_TASK REQUIREMENTS:_ Among the entries below, find the lines that hold the word "with" and report them.

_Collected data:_
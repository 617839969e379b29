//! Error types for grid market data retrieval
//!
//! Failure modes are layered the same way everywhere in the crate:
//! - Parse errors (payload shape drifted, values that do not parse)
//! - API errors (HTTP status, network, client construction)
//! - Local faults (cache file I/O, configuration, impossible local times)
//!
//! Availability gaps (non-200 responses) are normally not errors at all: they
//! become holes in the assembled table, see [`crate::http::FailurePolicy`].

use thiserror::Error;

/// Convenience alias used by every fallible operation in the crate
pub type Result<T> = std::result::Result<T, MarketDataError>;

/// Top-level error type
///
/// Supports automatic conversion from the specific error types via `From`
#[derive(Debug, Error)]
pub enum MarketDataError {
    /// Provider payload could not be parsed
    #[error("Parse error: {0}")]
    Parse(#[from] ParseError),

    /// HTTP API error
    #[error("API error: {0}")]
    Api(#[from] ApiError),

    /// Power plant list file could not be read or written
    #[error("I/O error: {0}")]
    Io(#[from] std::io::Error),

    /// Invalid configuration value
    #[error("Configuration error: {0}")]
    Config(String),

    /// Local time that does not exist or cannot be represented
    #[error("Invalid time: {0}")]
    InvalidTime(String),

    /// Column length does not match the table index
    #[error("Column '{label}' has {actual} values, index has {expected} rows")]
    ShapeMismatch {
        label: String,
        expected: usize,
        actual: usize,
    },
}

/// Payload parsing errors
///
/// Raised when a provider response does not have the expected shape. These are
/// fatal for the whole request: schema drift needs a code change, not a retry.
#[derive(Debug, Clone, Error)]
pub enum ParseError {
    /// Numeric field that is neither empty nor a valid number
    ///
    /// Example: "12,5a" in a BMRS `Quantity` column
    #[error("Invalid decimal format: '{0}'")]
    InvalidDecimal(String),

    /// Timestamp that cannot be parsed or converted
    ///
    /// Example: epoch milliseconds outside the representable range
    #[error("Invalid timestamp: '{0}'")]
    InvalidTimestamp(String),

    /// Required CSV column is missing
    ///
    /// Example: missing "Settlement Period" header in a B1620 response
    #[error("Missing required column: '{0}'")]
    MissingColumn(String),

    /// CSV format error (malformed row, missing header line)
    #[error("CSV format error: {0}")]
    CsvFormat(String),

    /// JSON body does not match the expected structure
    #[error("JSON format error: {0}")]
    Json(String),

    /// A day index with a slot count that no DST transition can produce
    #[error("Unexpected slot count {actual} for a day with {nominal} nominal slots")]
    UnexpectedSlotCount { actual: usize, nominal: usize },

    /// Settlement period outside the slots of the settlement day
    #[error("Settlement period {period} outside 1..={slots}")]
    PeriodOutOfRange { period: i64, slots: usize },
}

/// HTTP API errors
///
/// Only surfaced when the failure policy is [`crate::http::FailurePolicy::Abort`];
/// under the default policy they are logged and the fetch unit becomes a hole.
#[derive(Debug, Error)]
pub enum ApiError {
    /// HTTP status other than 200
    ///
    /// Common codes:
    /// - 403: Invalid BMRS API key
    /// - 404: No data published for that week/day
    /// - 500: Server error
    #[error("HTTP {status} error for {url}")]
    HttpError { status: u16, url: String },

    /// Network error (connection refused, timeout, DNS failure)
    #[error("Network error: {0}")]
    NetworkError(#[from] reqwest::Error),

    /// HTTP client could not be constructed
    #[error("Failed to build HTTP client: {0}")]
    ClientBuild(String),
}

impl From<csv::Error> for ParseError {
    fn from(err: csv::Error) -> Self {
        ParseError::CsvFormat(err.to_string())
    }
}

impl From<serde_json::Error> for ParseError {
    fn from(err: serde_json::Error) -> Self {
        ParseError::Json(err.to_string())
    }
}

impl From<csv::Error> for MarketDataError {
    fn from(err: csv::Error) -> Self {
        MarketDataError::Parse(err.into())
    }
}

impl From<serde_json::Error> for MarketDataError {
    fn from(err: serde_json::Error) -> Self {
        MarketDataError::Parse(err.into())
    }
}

_TASK ANSWER:_
    /// A day index with a slot count that no DST transition can produce
    #[error("Unexpected slot count {actual} for a day with {nominal} nominal slots")]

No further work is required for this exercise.